Improved light-harvesting and suppressed charge recombination by introduction of a nanograss-like SnO2 interlayer for efficient CdS quantum dot sensitized solar cells

Sangaraju Sambasivam, Chandu V. V. Muralee Gopi, Hee Je Kim, Ihab M. Obaidat

Research output: Contribution to journalArticlepeer-review

3 Citations (Scopus)

Abstract

Quantum dot sensitized solar cell (QDSSC) performance is primarily limited by the recombination of charges at the interfaces of TiO2/quantum dot (QD) sensitizer/electrolyte. Hence, blocking or suppressing the charge recombination is an essential requirement to elevate the QDSSC performance to the next level.
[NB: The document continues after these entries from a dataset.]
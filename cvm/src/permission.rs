//! Account permissions.
//!
//! Every account carries a [`BasePermissions`] pair: `perms` holds flag
//! values and `set_bit` records which of those values are explicitly set.
//! An unset flag falls back to the global-permissions account, which lives
//! at the zero address.

use serde::{Deserialize, Serialize};
use std::fmt;
use std::ops::BitOr;

/// A set of permission flags.
#[derive(Clone, Copy, Default, PartialEq, Eq, Hash, Serialize, Deserialize)]
#[serde(transparent)]
pub struct PermFlags(u64);

impl PermFlags {
    pub const NONE: Self = Self(0);
    pub const ROOT: Self = Self(1 << 0);
    pub const SEND: Self = Self(1 << 1);
    pub const CALL: Self = Self(1 << 2);
    pub const CREATE_CONTRACT: Self = Self(1 << 3);
    pub const CREATE_ACCOUNT: Self = Self(1 << 4);
    pub const BOND: Self = Self(1 << 5);
    pub const NAME: Self = Self(1 << 6);
    pub const PROPOSAL: Self = Self(1 << 7);
    pub const INPUT: Self = Self(1 << 8);
    pub const BATCH: Self = Self(1 << 9);
    pub const IDENTIFY: Self = Self(1 << 10);

    /// Every defined flag.
    pub const ALL: Self = Self((1 << 11) - 1);
    /// Every flag except `ROOT`.
    pub const DEFAULT: Self = Self(Self::ALL.0 & !Self::ROOT.0);

    /// Keep only defined flags.
    pub const fn from_bits_truncate(bits: u64) -> Self {
        Self(bits & Self::ALL.0)
    }

    pub const fn bits(self) -> u64 {
        self.0
    }

    pub const fn contains(self, other: Self) -> bool {
        self.0 & other.0 == other.0
    }

    pub const fn intersects(self, other: Self) -> bool {
        self.0 & other.0 != 0
    }

    pub const fn is_empty(self) -> bool {
        self.0 == 0
    }

    pub const fn union(self, other: Self) -> Self {
        Self(self.0 | other.0)
    }

    pub const fn difference(self, other: Self) -> Self {
        Self(self.0 & !other.0)
    }
}

impl BitOr for PermFlags {
    type Output = Self;

    fn bitor(self, rhs: Self) -> Self {
        self.union(rhs)
    }
}

impl fmt::Debug for PermFlags {
    fn fmt(&self, f: &mut fmt::Formatter<'_>) -> fmt::Result {
        write!(f, "PermFlags({:#013b})", self.0)
    }
}

#[derive(Clone, Copy, Debug, Default, PartialEq, Eq, Hash, Serialize, Deserialize)]
pub struct BasePermissions {
    pub perms: PermFlags,
    pub set_bit: PermFlags,
}

impl BasePermissions {
    /// Permissions with every flag in `perms` granted and every other flag denied.
    pub fn explicit(perms: PermFlags) -> Self {
        Self {
            perms,
            set_bit: PermFlags::ALL,
        }
    }

    /// The explicit value of `flag`, or `None` when it is not set.
    pub fn get(&self, flag: PermFlags) -> Option<bool> {
        if !self.set_bit.contains(flag) {
            return None;
        }
        Some(self.perms.contains(flag))
    }

    pub fn set(&mut self, flag: PermFlags, value: bool) {
        self.set_bit = self.set_bit.union(flag);
        self.perms = if value {
            self.perms.union(flag)
        } else {
            self.perms.difference(flag)
        };
    }

    /// Forget `flag`, so it resolves from the global permissions again.
    pub fn unset(&mut self, flag: PermFlags) {
        self.set_bit = self.set_bit.difference(flag);
        self.perms = self.perms.difference(flag);
    }
}

#[derive(Clone, Debug, Default, PartialEq, Eq, Hash, Serialize, Deserialize)]
pub struct AccountPermissions {
    pub base: BasePermissions,
    #[serde(default)]
    pub roles: Vec<String>,
}

impl AccountPermissions {
    /// Permissions every account falls back to: [`PermFlags::DEFAULT`], all set.
    pub fn global_default() -> Self {
        Self {
            base: BasePermissions::explicit(PermFlags::DEFAULT),
            roles: Vec::new(),
        }
    }

    /// Resolve `flag` against this account, then `global`. Unset in both means denied.
    pub fn has(&self, flag: PermFlags, global: &BasePermissions) -> bool {
        self.base
            .get(flag)
            .or_else(|| global.get(flag))
            .unwrap_or(false)
    }

    pub fn has_role(&self, role: &str) -> bool {
        self.roles.iter().any(|r| r == role)
    }

    /// Returns false if the role was already held.
    pub fn add_role(&mut self, role: &str) -> bool {
        if self.has_role(role) {
            return false;
        }
        self.roles.push(role.to_string());
        true
    }

    /// Returns false if the role was not held.
    pub fn remove_role(&mut self, role: &str) -> bool {
        let before = self.roles.len();
        self.roles.retain(|r| r != role);
        self.roles.len() != before
    }
}

#[cfg(test)]
mod tests {
    use super::*;
    use proptest::prelude::*;

    #[test]
    fn default_excludes_root() {
        assert!(!PermFlags::DEFAULT.contains(PermFlags::ROOT));
        assert!(PermFlags::DEFAULT.contains(PermFlags::CALL | PermFlags::IDENTIFY));
        assert_eq!(PermFlags::ALL.bits(), 0x7ff);
    }

    #[test]
    fn unset_flag_falls_back_to_global() {
        let global = BasePermissions::explicit(PermFlags::DEFAULT);
        let contract = AccountPermissions {
            base: BasePermissions {
                perms: PermFlags::CALL | PermFlags::CREATE_CONTRACT,
                set_bit: PermFlags::NONE,
            },
            roles: Vec::new(),
        };
        assert!(contract.has(PermFlags::SEND, &global));
        assert!(!contract.has(PermFlags::ROOT, &global));
    }

    #[test]
    fn explicit_denial_overrides_global() {
        let global = BasePermissions::explicit(PermFlags::DEFAULT);
        let mut perms = AccountPermissions::default();
        perms.base.set(PermFlags::SEND, false);
        assert!(!perms.has(PermFlags::SEND, &global));
        perms.base.unset(PermFlags::SEND);
        assert!(perms.has(PermFlags::SEND, &global));
    }

    #[test]
    fn roles_are_a_set() {
        let mut perms = AccountPermissions::default();
        assert!(perms.add_role("auditor"));
        assert!(!perms.add_role("auditor"));
        assert!(perms.has_role("auditor"));
        assert!(perms.remove_role("auditor"));
        assert!(!perms.remove_role("auditor"));
    }

    fn flag() -> impl Strategy<Value = PermFlags> {
        (0u32..11).prop_map(|shift| PermFlags::from_bits_truncate(1 << shift))
    }

    fn base() -> impl Strategy<Value = BasePermissions> {
        (0u64..0x800, 0u64..0x800).prop_map(|(perms, set_bit)| BasePermissions {
            perms: PermFlags::from_bits_truncate(perms),
            set_bit: PermFlags::from_bits_truncate(set_bit),
        })
    }

    proptest! {
        /// An explicitly set flag never consults the global account.
        #[test]
        fn set_flags_ignore_global(account in base(), global in base(), f in flag()) {
            let perms = AccountPermissions { base: account, roles: Vec::new() };
            if account.set_bit.contains(f) {
                prop_assert_eq!(perms.has(f, &global), account.perms.contains(f));
            } else {
                prop_assert_eq!(perms.has(f, &global), global.get(f).unwrap_or(false));
            }
        }

        /// `set` then `get` returns the written value.
        #[test]
        fn set_then_get(mut account in base(), f in flag(), value in any::<bool>()) {
            account.set(f, value);
            prop_assert_eq!(account.get(f), Some(value));
        }
    }
}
To retard the charge recombination, herein, we propose the introduction of a SnO2 nanograss (NG) interlayer on the surface of TiO2 using the facile chemical bath deposition method. The SnO2 NG interlayer not only inhibits the interfacial recombination processes in QDSSCs but also enhances the light-harvesting capability in generating more excitons. Hence, the TiO2/SnO2 NG/CdS QDSSCs can achieve the power conversion efficiency of 3.15%, which is superior to that of a TiO2/CdS device (2.16%). Electrochemical impedance spectroscopy, open-circuit voltage decay and dark current analyses confirm that the recombination of charges at the photoanode/electrolyte interface is suppressed and the life time is improved by introducing the SnO2 NG interlayer between the TiO2 and CdS QD sensitizer.

Original languageEnglish
Pages (from-to)38047-38054
Number of pages8
JournalRSC Advances
Volume9
Issue number65
DOIs
Publication statusPublished - 2019

ASJC Scopus subject areas

  • Chemistry(all)
  • Chemical Engineering(all)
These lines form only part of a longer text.